One of the things that convinced me right whales were ideal for study is that, alone among all whales, they are adorned with series of peculiar growths called callosities (following pages and 334-5). On every right whale the number, size, shape, and placement of callosities are unique, making it possible for us—and presumably the whales too to tell individuals apart on sight.
Callosities consist of thickened white skin, sometimes many inches deep, with a rough outer surface. The rough surface offers excellent anchorage for creatures such as whale lice, barnacles, and smaller organisms, which hitch a ride on the whale and perhaps feed on what spills from its mouth or on bits of dead skin flaking off.

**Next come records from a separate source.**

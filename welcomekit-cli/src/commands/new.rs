use std::path::Path;
use std::sync::Arc;

use recents::RecentsStore;
use welcomekit::{
    ContentKind, CreateCoordinator, DialogPort, FsDocuments, PresetDialogs, RfdDialogs,
    SaveDialogConfig, SaveMode,
};

use super::report;

async fn create<D: DialogPort>(
    store: Arc<RecentsStore>,
    dialogs: D,
    config: &SaveDialogConfig,
    mode: SaveMode,
) -> anyhow::Result<()> {
    let outcome = CreateCoordinator::new(store, Arc::new(dialogs), Arc::new(FsDocuments))
        .create_with_dialog(config, mode)
        .await;
    report(outcome)
}

pub async fn execute(
    store: Arc<RecentsStore>,
    path: Option<&Path>,
    package: bool,
    kind: &str,
) -> anyhow::Result<()> {
    let extension = kind.trim_start_matches('.');
    let default_kind = ContentKind::new(extension.to_uppercase(), &[extension]);
    let config = SaveDialogConfig {
        allowed_kinds: vec![default_kind.clone()],
        default_kind,
        ..SaveDialogConfig::default()
    };
    let mode = if package { SaveMode::Package } else { SaveMode::File };

    match path {
        Some(path) => {
            let dialogs = PresetDialogs::new();
            dialogs.answer_save(path);
            create(store, dialogs, &config, mode).await
        }
        None => create(store, RfdDialogs, &config, mode).await,
    }
}
use recents::RecentsStore;

pub fn execute(store: &RecentsStore) -> anyhow::Result<()> {
    anyhow::ensure!(store.clear(), "could not save the cleared list");
    println!("✓ Recent documents cleared");
    Ok(())
}
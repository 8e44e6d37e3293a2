use recents::RecentsStore;
use std::path::PathBuf;

pub fn execute(store: &RecentsStore, paths: &[PathBuf]) -> anyhow::Result<()> {
    if store.remove(paths) {
        println!("✓ Removed from recent documents");
    } else {
        println!("Nothing to remove");
    }
    Ok(())
}
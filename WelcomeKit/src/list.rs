//! Recents list view-model
//!
//! Mirrors what a welcome window's recent documents list needs: the
//! current items, a selection, removal, reopening, and refreshing
//! whenever the store announces a change.

use std::path::{Path, PathBuf};
use std::sync::Arc;

use indexmap::IndexSet;
use recents::RecentsStore;
use tokio::sync::broadcast::{self, error::RecvError, error::TryRecvError};

use crate::coordinator::OpenCoordinator;
use crate::ports::{DialogPort, DocumentPort, Outcome};

pub struct RecentsList {
    store: Arc<RecentsStore>,
    changes: broadcast::Receiver<()>,
    items: Vec<PathBuf>,
    selection: IndexSet<PathBuf>,
}

impl RecentsList {
    /// Subscribe to `store` and load the current items
    #[must_use]
    pub fn new(store: Arc<RecentsStore>) -> Self {
        let changes = store.subscribe();
        let mut list = Self {
            store,
            changes,
            items: Vec::new(),
            selection: IndexSet::new(),
        };
        list.refresh();
        list
    }

    #[must_use]
    pub fn items(&self) -> &[PathBuf] {
        &self.items
    }

    #[must_use]
    pub fn is_empty(&self) -> bool {
        self.items.is_empty()
    }

    #[must_use]
    pub fn selection(&self) -> &IndexSet<PathBuf> {
        &self.selection
    }

    /// Replace the selection; paths not in the list are ignored
    pub fn select<I: IntoIterator<Item = PathBuf>>(&mut self, paths: I) {
        self.selection = paths
            .into_iter()
            .filter(|p| self.items.contains(p))
            .collect();
    }

    /// Reload items from the store and select the first one
    pub fn refresh(&mut self) {
        self.items = self.store.list();
        self.selection.clear();
        if let Some(first) = self.items.first() {
            self.selection.insert(first.clone());
        }
    }

    /// Refresh if any change notifications arrived since the last call.
    /// Never waits.
    pub fn poll(&mut self) -> bool {
        let mut dirty = false;
        loop {
            match self.changes.try_recv() {
                Ok(()) | Err(TryRecvError::Lagged(_)) => dirty = true,
                Err(TryRecvError::Empty | TryRecvError::Closed) => break,
            }
        }
        if dirty {
            self.refresh();
        }
        dirty
    }

    /// Wait for the next change notification and refresh.
    /// Returns `false` once the store is gone.
    pub async fn changed(&mut self) -> bool {
        match self.changes.recv().await {
            Ok(()) | Err(RecvError::Lagged(_)) => {
                self.refresh();
                true
            }
            Err(RecvError::Closed) => false,
        }
    }

    /// Remove `paths` from the recents store
    pub fn remove<P: AsRef<Path>>(&mut self, paths: &[P]) -> bool {
        let removed = self.store.remove(paths.iter().map(AsRef::as_ref));
        if removed {
            self.refresh();
        }
        removed
    }

    /// Remove the selected items from the recents store
    pub fn remove_selected(&mut self) -> bool {
        let targets: Vec<PathBuf> = self.selection.iter().cloned().collect();
        self.remove(&targets)
    }

    /// Reopen every selected item, in selection order
    pub async fn open_selected<D, P>(&self, opener: &OpenCoordinator<D, P>) -> Vec<Outcome<P::Document>>
    where
        D: DialogPort,
        P: DocumentPort,
    {
        let mut outcomes = Vec::with_capacity(self.selection.len());
        for path in &self.selection {
            outcomes.push(opener.open_at(path).await);
        }
        outcomes
    }
}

The largest callosity appears as if perched on the whale’s head. The old whalers called it the “bonnet,” and indeed from some angles it does look somewhat like a 19th-century lady’s headgear (above). To the old-timers this was the “right” whale to hunt because it swims slowly, has an unusually rich store of baleen, or whalebone, and floats when dead.
In our studies of callosities we discovered an interesting parallel with human beings. Callosities have scattered hairs growing from them. Curiously, right whales’ facial hair grows in the same places that a human’s does, and only in those places. The whales appear to have what we call mustaches, as well as eyebrows, beards, and even sideburns!
Callosities seem to serve several functions. One of them is to act as a sort of splash de-flector, preventing water from entering the whale’s blowhole. Other species of whales also have splash-deflecting structures, but these are usually fairings, or ridges, around the blowhole, quite different in character from the callosities of right whales.
In aggressive situations callosities may have another use. Right whales sometimes rub their heads across a competitor’s flank or back. Since a whale’s skin is very soft, even the slightest brush from a crusty callosity could be painful.
Several of our right whales have white spots on their backs that, in addition to callosities, help us keep track of individuals. Y-Spot—or Adele, as we later called her—had a calf in 1971 and then vanished for two years. I thought she had died, but she returned in 1974 with a new calf. To us it was a wonderful reunion. It also taught us that the adult’s callosity patterns are constant over long periods and that some females may breed only once every three years.
Such a low birthrate would help to explain the very slow recovery of one of the rarest whale species from two centuries or more of intensive hunting. From a population running to tens of thousands in the past, the southern right whale today numbers perhaps fewer than 1,500 individuals.